Hand in Hand partners with CARE in Afghanistan

01 Apr 2019

Women’s rights in Afghanistan has been a volatile topic for decades. In 2004, not long after years of oppressive Taliban rule, a new constitution was established. This new constitution restored women’s civil rights and empowered them politically, mandating that women must hold at least 27 percent of the seats in Afghanistan’s parliament.

Progress was made, and women had a voice again.

The only problem? For the past ten years, there actually hasn’t been much progress. According to World Bank, from 2008 to 2018, women consistently held 27.7 percent of seats in parliament, with no growth at any point. Additionally, the number of women registering to vote as well as the support for female voting rights are declining each year.

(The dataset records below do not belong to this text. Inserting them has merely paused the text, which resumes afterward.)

//! FSM AI components (state machine, recovery, config).

use bevy::prelude::*;

/// AI FSM состояния
///
/// Per-mode данные живут в вариантах: previous/recovery существуют только
/// пока агент в Stuck — инварианты выполняются по построению.
#[derive(Component, Debug, Clone, PartialEq, Reflect)]
#[reflect(Component)]
pub enum AIState {
    /// Idle — стоим у дома, ждём цель
    Idle,

    /// Chase — цель видна, держим предпочтительную дистанцию
    Chase {
        /// Накопитель reaction delay (репозиция не чаще задержки)
        idle_timer: f32,
        /// Позиция цели при последней выданной команде движения
        last_target_pos: Option<Vec2>,
    },

    /// Retreat — цель слишком близко, отходим
    Retreat {
        /// Накопитель reaction delay
        idle_timer: f32,
    },

    /// Return — вышли за leash, идём домой
    Return {
        /// Накопитель reaction delay перед командой движения
        idle_timer: f32,
        /// Сколько путь домой уже заблокирован (секунды)
        no_path_timer: f32,
    },

    /// Stuck — зажаты геометрией, идёт recovery
    Stuck {
        /// Режим, прерванный застреванием (восстанавливается при escape)
        previous: ResumeMode,
        /// Состояние recovery-протокола
        recovery: StuckRecovery,
    },
}

impl Default for AIState {
    fn default() -> Self {
        Self::Idle
    }
}

impl AIState {
    /// Chase со свежими таймерами
    pub fn chase() -> Self {
        Self::Chase {
            idle_timer: 0.0,
            last_target_pos: None,
        }
    }

    /// Retreat со свежим таймером
    pub fn retreat() -> Self {
        Self::Retreat { idle_timer: 0.0 }
    }

    /// Return со свежими таймерами
    pub fn return_home() -> Self {
        Self::Return {
            idle_timer: 0.0,
            no_path_timer: 0.0,
        }
    }

    /// Stuck от физического контакта (local recovery разрешён)
    pub fn stuck(previous: ResumeMode) -> Self {
        Self::Stuck {
            previous,
            recovery: StuckRecovery::default(),
        }
    }

    /// Forced stuck: путь домой заблокирован — local recovery пропускается
    pub fn stuck_forced(previous: ResumeMode) -> Self {
        Self::Stuck {
            previous,
            recovery: StuckRecovery::forced(),
        }
    }

    /// В какой режим возвращаться после recovery
    pub fn resume_mode(&self) -> ResumeMode {
        match self {
            Self::Idle => ResumeMode::Idle,
            Self::Chase { .. } => ResumeMode::Chase,
            Self::Retreat { .. } => ResumeMode::Retreat,
            Self::Return { .. } => ResumeMode::Return,
            Self::Stuck { previous, .. } => *previous,
        }
    }

    /// Цель обнаружена? (gate для attack-подсистемы, read-only)
    pub fn is_target_detected(&self) -> bool {
        matches!(self, Self::Chase { .. } | Self::Retreat { .. })
    }

    /// Возвращаемся домой? (gate для attack-подсистемы, read-only)
    pub fn is_returning_home(&self) -> bool {
        matches!(self, Self::Return { .. })
    }

    pub fn label(&self) -> &'static str {
        match self {
            Self::Idle => "Idle",
            Self::Chase { .. } => "Chase",
            Self::Retreat { .. } => "Retreat",
            Self::Return { .. } => "Return",
            Self::Stuck { .. } => "Stuck",
        }
    }

    /// Read-only snapshot для визуализации (no behavioral coupling)
    pub fn snapshot(&self, config: &AIConfig, spawn: Vec2) -> AIDebugSnapshot {
        let teleport_remaining = match self {
            Self::Stuck { recovery, .. } if recovery.teleporting => {
                Some((config.teleport_warning - recovery.teleport_timer).max(0.0))
            }
            _ => None,
        };

        AIDebugSnapshot {
            mode: self.label(),
            teleport_remaining,
            spawn,
            leash_radius: config.leash_radius,
        }
    }
}

/// Режим, в который recovery возвращает агента
#[derive(Debug, Clone, Copy, PartialEq, Eq, Reflect)]
pub enum ResumeMode {
    Idle,
    Chase,
    Retreat,
    Return,
}

impl ResumeMode {
    /// Восстановить режим со свежими таймерами
    pub fn into_state(self) -> AIState {
        match self {
            Self::Idle => AIState::Idle,
            Self::Chase => AIState::chase(),
            Self::Retreat => AIState::retreat(),
            Self::Return => AIState::return_home(),
        }
    }

    pub fn label(&self) -> &'static str {
        match self {
            Self::Idle => "Idle",
            Self::Chase => "Chase",
            Self::Retreat => "Retreat",
            Self::Return => "Return",
        }
    }
}

/// Состояние recovery-протокола застревания
///
/// Lifecycle: свежий при каждом входе в Stuck; teleporting взводится либо
/// по исчерпанию attempts, либо сразу при forced; teleport сбрасывает всё
/// и возвращает агента в Idle.
#[derive(Debug, Clone, Copy, PartialEq, Default, Reflect)]
pub struct StuckRecovery {
    /// Сколько local-nudge попыток уже сделано
    pub attempts: u32,
    /// Накопитель до следующей попытки
    pub timer: f32,
    /// Stuck не от контакта (path-таймаут) → сразу teleport
    pub forced: bool,
    /// Идёт teleport countdown
    pub teleporting: bool,
    /// Накопитель teleport countdown
    pub teleport_timer: f32,
}

impl StuckRecovery {
    pub fn forced() -> Self {
        Self {
            forced: true,
            ..Self::default()
        }
    }
}

/// Параметры AI (все — тюнимые скаляры, загружаемы из данных)
#[derive(Component, Debug, Clone, Reflect, serde::Serialize, serde::Deserialize)]
#[reflect(Component)]
pub struct AIConfig {
    /// Радиус обнаружения цели (метры)
    pub detection_radius: f32,
    /// Предпочтительная дистанция боя (метры)
    pub preferred_distance: f32,
    /// Полуширина комфортной полосы вокруг preferred (метры)
    pub comfort_zone: f32,
    /// Задержка реакции перед репозицией (секунды)
    pub reaction_delay: f32,
    /// Насколько цель должна сместиться, чтобы оправдать репозицию (метры)
    pub reaction_threshold: f32,
    /// Максимум удаления от spawn до принудительного возврата (метры)
    pub leash_radius: f32,
    /// Радиус прибытия домой (метры)
    pub home_arrival_radius: f32,
    /// Интервал между recovery-попытками (секунды)
    pub recovery_interval: f32,
    /// Максимум local-nudge попыток до teleport
    pub max_recovery_attempts: u32,
    /// Линейный прирост силы импульса за попытку
    pub escalation_step: f32,
    /// Длительность teleport warning (секунды)
    pub teleport_warning: f32,
    /// Сколько путь домой может быть заблокирован до forced stuck (секунды)
    pub no_path_timeout: f32,
    /// Радиус probe-диска sensor-запросов (метры)
    pub probe_radius: f32,
    /// Дальность 4-направленных contact-probe (метры)
    pub probe_distance: f32,
    /// Layer mask препятствий для всех sensor-запросов
    pub obstacle_mask: u32,
}

impl Default for AIConfig {
    fn default() -> Self {
        Self {
            detection_radius: 12.0,
            preferred_distance: 5.0,
            comfort_zone: 1.5,
            reaction_delay: 0.4,
            reaction_threshold: 0.75,
            leash_radius: 20.0,
            home_arrival_radius: 0.5,
            recovery_interval: 0.6,
            max_recovery_attempts: 4,
            escalation_step: 0.5,
            teleport_warning: 1.2,
            no_path_timeout: 3.0,
            probe_radius: 0.25,
            probe_distance: 0.5,
            obstacle_mask: crate::physics::layers::MASK_SENSOR,
        }
    }
}

/// Read-only snapshot текущего AI-состояния для overlay/отладки
#[derive(Debug, Clone, Copy, PartialEq)]
pub struct AIDebugSnapshot {
    pub mode: &'static str,
    /// Сколько осталось до teleport (None вне countdown)
    pub teleport_remaining: Option<f32>,
    pub spawn: Vec2,
    pub leash_radius: f32,
}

Recognising this dilemma, and with generous support from the Hilti Foundation, in December Hand in Hand partnered with CARE Netherlands and CARE Afghanistan to create a more sustainable political future for Afghan women by testing the following hypothesis:

If we empower women economically, we empower them politically.

For the next two years, Hand in Hand and CARE will focus on women in eight different districts of Afghanistan, separating them into three groups. In one group, CARE will execute their Every Voice Counts (EVC) programme, designed to foster higher levels of political engagement among women by connecting them to decision-makers and training them on how to advocate for change in their communities. In another group, Hand in Hand will execute our business training model, equipping women with essential skills so they can start their own micro-enterprises. In the third group, CARE and Hand in Hand will work together to execute both programmes simultaneously.

While all three groups will benefit, we’re particularly interested in what happens to the third. What will happen if Hand in Hand combines our business and skills training with CARE’s work helping women advocate for change in areas like gender-based violence and women’s health? Does earning an income – and possessing the skills that entrepreneurship implies – make women more confident to speak up in local forums?

The programme will conclude in December 2020, by which time we aim to create 990 jobs, improve life for some 7,000 Afghans, and have a better understanding of how women’s political and economic empowerment combine to make a more equal world.